◆ **WHAT TO WORK ON**: This exercise calls for a copy of every line in the listing below that carries the word "must".

──────

//! Backoff schedule for transient upstream failures (timeouts, rate limits).
//!
//! | retry | delay                                              |
//! |-------|----------------------------------------------------|
//! | 0     | none (first attempt)                               |
//! | n ≥ 1 | `initial_backoff_ms × multiplier^(n-1)`, capped    |

use std::time::Duration;

use serde::{Deserialize, Serialize};

/// How many times a failed model call is re-sent, and how long to wait.
///
/// `max_retries` excludes the first attempt: a call makes at most
/// `max_retries + 1` attempts.
#[derive(Debug, Clone, PartialEq, Serialize, Deserialize)]
#[serde(default)]
pub struct RetryPolicy {
    pub max_retries: u32,
    /// Delay before the first retry.
    pub initial_backoff_ms: u64,
    /// Growth factor between consecutive retries; 1.0 means a fixed delay.
    pub backoff_multiplier: f64,
    /// Ceiling for any single delay.
    pub max_backoff_ms: u64,
}

impl Default for RetryPolicy {
    fn default() -> Self {
        Self {
            max_retries: 2,
            initial_backoff_ms: 500,
            backoff_multiplier: 2.0,
            max_backoff_ms: 4_000,
        }
    }
}

impl RetryPolicy {
    pub fn max_attempts(&self) -> u32 {
        self.max_retries.saturating_add(1)
    }

    /// `retries_made` counts retries already sent, not attempts.
    pub fn should_retry(&self, retries_made: u32) -> bool {
        retries_made < self.max_retries
    }

    /// Delay in ms before retry number `retry` (1-based); 0 for `retry == 0`.
    pub fn backoff_ms(&self, retry: u32) -> u64 {
        let Some(exponent) = retry.checked_sub(1) else {
            return 0;
        };
        let cap = self.max_backoff_ms as f64;
        let grown = self.backoff_multiplier.powi(exponent.min(i32::MAX as u32) as i32)
            * self.initial_backoff_ms as f64;
        // powi overflows to infinity for long schedules; the cap still holds.
        if grown.is_nan() || grown >= cap {
            self.max_backoff_ms
        } else {
            grown as u64
        }
    }

    pub fn backoff_duration(&self, retry: u32) -> Duration {
        Duration::from_millis(self.backoff_ms(retry))
    }

    pub fn validate(&self) -> Result<(), String> {
        if self.backoff_multiplier.is_nan() || self.backoff_multiplier < 1.0 {
            return Err(format!(
                "backoff_multiplier must be >= 1.0, got {}",
                self.backoff_multiplier
            ));
        }
        if self.max_backoff_ms < self.initial_backoff_ms {
            return Err(format!(
                "max_backoff_ms ({}) must be >= initial_backoff_ms ({})",
                self.max_backoff_ms, self.initial_backoff_ms
            ));
        }
        Ok(())
    }
}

──────

◆ **TASK OUTPUT**:
                "backoff_multiplier must be >= 1.0, got {}",
                "max_backoff_ms ({}) must be >= initial_backoff_ms ({})",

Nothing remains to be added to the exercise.